Rodriguez and Ramirez were being treated on Saturday for severe dehydration and burns. Authorities were waiting to talk with them once their health improved.
Javier said her nephew and husband were making their first trip abroad, hoping to escape the poverty that afflicts a fourth of the people in the country of 9.5 million.
“He told me he wanted to do something, to be someone,” she said of her husband. “I told him not to leave.”
The survivors were from San Francisco de Macoris, an agricultural center that produces the majority of the country’s rice.
“Desperation has forced people to leave,” Javier said.
The father of Reynaldo Ramirez said shortly after the rescue that he had never lost hope.

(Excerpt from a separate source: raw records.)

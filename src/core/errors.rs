// Error types for the segmentation workflow
//
// Request-level failures live in PipelineError and map onto HTTP statuses.
// Collaborator failures (model, storage, config) have their own enums and
// are folded into PipelineError at the stage boundary.

use axum::http::StatusCode;
use axum::response::{IntoResponse, Json, Response};
use thiserror::Error;

use crate::core::types::FailureReason;

/// Segmentation model errors
#[derive(Debug, Error)]
pub enum SegmentationError {
    #[error("ONNX inference failed: {0}")]
    InferenceFailed(#[from] ort::Error),

    #[error("Model could not be loaded: {0}")]
    LoadFailed(String),

    #[error("Scale factor {scale} reduces {width}x{height} image to zero pixels")]
    ScaleTooSmall { scale: f32, width: u32, height: u32 },

    #[error("Unexpected model output shape {0:?}")]
    UnexpectedOutputShape(Vec<usize>),

    #[error("Tensor shape error: {0}")]
    Shape(#[from] ndarray::ShapeError),
}

/// Result storage errors
#[derive(Debug, Error)]
pub enum StorageError {
    #[error("Failed to write {path}: {source}")]
    WriteFailed {
        path: String,
        source: std::io::Error,
    },

    #[error("Failed to read {path}: {source}")]
    ReadFailed {
        path: String,
        source: std::io::Error,
    },

    #[error("Path escapes the storage root: {0}")]
    OutsideRoot(String),

    #[error("Cannot build public URL for {path}: {reason}")]
    InvalidUrl { path: String, reason: String },
}

/// Request pipeline errors
#[derive(Debug, Error)]
pub enum PipelineError {
    #[error("No image, archive or dataset reference was supplied")]
    MissingInput,

    #[error("Invalid parameter: {0}")]
    InvalidParameter(String),

    #[error("Dataset file not found: {0}")]
    NotFound(String),

    #[error("Archive is corrupt or unreadable: {0}")]
    ArchiveCorrupt(String),

    #[error("Archive exceeds extraction limits: {0}")]
    ArchiveTooLarge(String),

    #[error("Image could not be decoded: {0}")]
    Decode(#[source] image::ImageError),

    #[error("Segmentation failed: {0}")]
    Inference(#[from] SegmentationError),

    #[error("Result could not be encoded: {0}")]
    Encode(#[source] image::ImageError),

    #[error("Failed to publish result: {0}")]
    Publish(#[from] StorageError),

    #[error("No valid images in batch ({failed} failed)")]
    NoValidResults { failed: usize },

    #[error("Scratch area unavailable: {0}")]
    Scratch(#[source] std::io::Error),

    #[error("Task join failed: {0}")]
    TaskJoinFailed(String),
}

impl PipelineError {
    pub fn status_code(&self) -> StatusCode {
        match self {
            Self::MissingInput | Self::InvalidParameter(_) | Self::ArchiveCorrupt(_) => {
                StatusCode::BAD_REQUEST
            }
            Self::NotFound(_) => StatusCode::NOT_FOUND,
            Self::ArchiveTooLarge(_) => StatusCode::PAYLOAD_TOO_LARGE,
            Self::Decode(_) | Self::NoValidResults { .. } => StatusCode::UNPROCESSABLE_ENTITY,
            Self::Inference(_)
            | Self::Encode(_)
            | Self::Publish(_)
            | Self::Scratch(_)
            | Self::TaskJoinFailed(_) => StatusCode::INTERNAL_SERVER_ERROR,
        }
    }

    /// Classify an item-level error for batch accounting.
    pub fn failure_reason(&self) -> FailureReason {
        match self {
            Self::Decode(_) => FailureReason::Decode,
            Self::Inference(_) => FailureReason::Inference,
            Self::Encode(_) => FailureReason::Encode,
            Self::Publish(_) => FailureReason::Publish,
            _ => FailureReason::Internal,
        }
    }
}

impl IntoResponse for PipelineError {
    fn into_response(self) -> Response {
        let status = self.status_code();
        let body = Json(serde_json::json!({ "error": self.to_string() }));
        (status, body).into_response()
    }
}

/// Configuration errors
#[derive(Debug, Error)]
pub enum ConfigError {
    #[error("Invalid mask values: {0}")]
    InvalidMaskValues(String),

    #[error("Invalid model config: {0}")]
    InvalidModelConfig(String),

    #[error("Invalid storage config: {0}")]
    InvalidStorageConfig(String),

    #[error("Upload limit must be > 0 MB, got {0}")]
    InvalidUploadLimit(usize),

    #[error("Archive limits must be > 0, got {0}")]
    InvalidArchiveLimit(String),

    #[error("Environment variable parsing failed: {0}")]
    EnvVarError(String),
}

pub type SegmentationResult<T> = Result<T, SegmentationError>;
pub type StorageResult<T> = Result<T, StorageError>;
pub type PipelineResult<T> = Result<T, PipelineError>;
pub type ConfigResult<T> = Result<T, ConfigError>;

#[cfg(test)]
mod tests {
    use super::*;

    #[test]
    fn test_request_level_status_codes() {
        assert_eq!(PipelineError::MissingInput.status_code(), StatusCode::BAD_REQUEST);
        assert_eq!(
            PipelineError::NotFound("datasets/missing.png".into()).status_code(),
            StatusCode::NOT_FOUND
        );
        assert_eq!(
            PipelineError::NoValidResults { failed: 3 }.status_code(),
            StatusCode::UNPROCESSABLE_ENTITY
        );
        assert_eq!(
            PipelineError::ArchiveTooLarge("10001 entries".into()).status_code(),
            StatusCode::PAYLOAD_TOO_LARGE
        );
        assert_eq!(
            PipelineError::Inference(SegmentationError::LoadFailed("gone".into())).status_code(),
            StatusCode::INTERNAL_SERVER_ERROR
        );
    }

    #[test]
    fn test_failure_reason_mapping() {
        let err = PipelineError::Publish(StorageError::OutsideRoot("../x".into()));
        assert_eq!(err.failure_reason(), FailureReason::Publish);

        let err = PipelineError::Inference(SegmentationError::UnexpectedOutputShape(vec![3]));
        assert_eq!(err.failure_reason(), FailureReason::Inference);
    }
}
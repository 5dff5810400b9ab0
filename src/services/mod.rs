pub mod archive;
pub mod onnx_builder; // Shared ONNX session builder
pub mod segmentation;
pub mod storage;
pub mod validation;

// Re-export commonly used services
pub use archive::{ArchiveExtractor, ArchiveLimits};
pub use segmentation::{LazyModel, MaskValues, SegmentationModel, UNetSegmenter};
pub use storage::{LocalStorage, Storage};
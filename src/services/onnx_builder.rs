// ONNX Runtime session construction with hardware acceleration fallback

use anyhow::{Context, Result};
use ort::execution_providers::{CPUExecutionProvider, ExecutionProviderDispatch};
use ort::session::{builder::GraphOptimizationLevel, Session};
use tracing::{debug, info, warn};

#[cfg(feature = "tensorrt")]
use ort::execution_providers::TensorRTExecutionProvider;

#[cfg(feature = "cuda")]
use ort::execution_providers::CUDAExecutionProvider;

#[cfg(all(target_os = "macos", feature = "coreml"))]
use ort::execution_providers::CoreMLExecutionProvider;

#[cfg(all(target_os = "windows", feature = "directml"))]
use ort::execution_providers::DirectMLExecutionProvider;

#[cfg(feature = "openvino")]
use ort::execution_providers::OpenVINOExecutionProvider;

#[cfg(feature = "xnnpack")]
use ort::execution_providers::XNNPACKExecutionProvider;

/// Intra-op thread count for CPU inference.
///
/// Windows is capped at 6 threads; beyond that thread synchronisation costs
/// more than it gains (https://github.com/microsoft/onnxruntime/issues/3713).
fn optimal_intra_op_threads() -> usize {
    let total_cores = num_cpus::get();

    #[cfg(target_os = "windows")]
    let optimal = std::cmp::min(6, total_cores).max(1);

    #[cfg(not(target_os = "windows"))]
    let optimal = total_cores.max(1);

    debug!("CPU threads: {} total cores, using {} for inference", total_cores, optimal);
    optimal
}

/// Accelerated providers compiled into this build, in order of preference
#[allow(unused_mut)]
fn accelerated_providers() -> Vec<(&'static str, ExecutionProviderDispatch)> {
    let mut providers = Vec::new();

    #[cfg(feature = "tensorrt")]
    providers.push(("TensorRT", TensorRTExecutionProvider::default().build()));

    #[cfg(feature = "cuda")]
    providers.push(("CUDA", CUDAExecutionProvider::default().build()));

    #[cfg(all(target_os = "macos", feature = "coreml"))]
    providers.push(("CoreML", CoreMLExecutionProvider::default().build()));

    #[cfg(all(target_os = "windows", feature = "directml"))]
    providers.push(("DirectML", DirectMLExecutionProvider::default().build()));

    #[cfg(feature = "openvino")]
    providers.push((
        "OpenVINO",
        OpenVINOExecutionProvider::default().with_device_type("CPU").build(),
    ));

    #[cfg(feature = "xnnpack")]
    providers.push(("XNNPACK", XNNPACKExecutionProvider::default().build()));

    providers
}

fn commit_with(provider: ExecutionProviderDispatch, model_bytes: &[u8]) -> ort::Result<Session> {
    Session::builder()?
        .with_execution_providers([provider])?
        .with_optimization_level(GraphOptimizationLevel::Level3)?
        .with_intra_threads(optimal_intra_op_threads())?
        .with_inter_threads(1)?
        .commit_from_memory(model_bytes)
}

fn commit_cpu(model_bytes: &[u8], model_name: &str) -> Result<Session> {
    commit_with(CPUExecutionProvider::default().build(), model_bytes).with_context(|| {
        format!(
            "Failed to load {} ONNX model from memory ({:.1} MB). \
            The file may be corrupt or exported with an unsupported opset",
            model_name,
            model_bytes.len() as f64 / 1_048_576.0
        )
    })
}

/// Build a session, preferring `forced_backend` when given, otherwise the
/// first accelerated provider that initialises, otherwise CPU.
///
/// Returns (backend_name, Session).
pub fn build_session(
    model_bytes: &[u8],
    model_name: &str,
    forced_backend: Option<&str>,
) -> Result<(String, Session)> {
    if let Some(backend) = forced_backend.filter(|b| !b.eq_ignore_ascii_case("auto")) {
        info!("INFERENCE_BACKEND={}, forcing specific backend for {}", backend, model_name);

        if backend.eq_ignore_ascii_case("cpu") {
            return Ok(("CPU".to_string(), commit_cpu(model_bytes, model_name)?));
        }

        match accelerated_providers()
            .into_iter()
            .find(|(name, _)| name.eq_ignore_ascii_case(backend))
        {
            Some((name, provider)) => {
                let session = commit_with(provider, model_bytes)
                    .with_context(|| format!("Failed to load {} with {}", model_name, name))?;
                info!("✓ Forced {} backend for {}", name, model_name);
                return Ok((name.to_string(), session));
            }
            None => warn!(
                "Backend '{}' not compiled in, falling back to auto-detection for {}",
                backend, model_name
            ),
        }
    }

    for (name, provider) in accelerated_providers() {
        match commit_with(provider, model_bytes) {
            Ok(session) => {
                info!("✓ Using {} acceleration for {}", name, model_name);
                return Ok((name.to_string(), session));
            }
            Err(e) => debug!("{} unavailable for {}: {}", name, model_name, e),
        }
    }

    let session = commit_cpu(model_bytes, model_name)?;
    warn!("⚠️  Using CPU-only inference for {} (no GPU acceleration available)", model_name);
    Ok(("CPU".to_string(), session))
}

“Everybody would say that they were gone, that the sea had taken them,” Bernardo Ramirez said. “People would ask me how my heart felt, and I would tell them that my heart felt that he was still alive.”
Hundreds of migrants have died in recent years while trying to cross the treacherous Mona Passage that separates the Dominican Republic and Puerto Rico.
Just weeks ago, five Dominican migrants survived and 28 others died on another boat. The survivors said they ate the flesh of a dead migrant, and were later charged with involuntary manslaughter for helping organize an illegal trip.
The US Coast Guard estimates that the number of Dominicans attempting to come to Puerto Rico declined over past five years, to an estimated 3,000 last year from roughly 10,000.
The trend reflected a relative strengthening of the Dominican economy, but fewer visitors are coming to the tourism-dependent country this year as the world economy falters.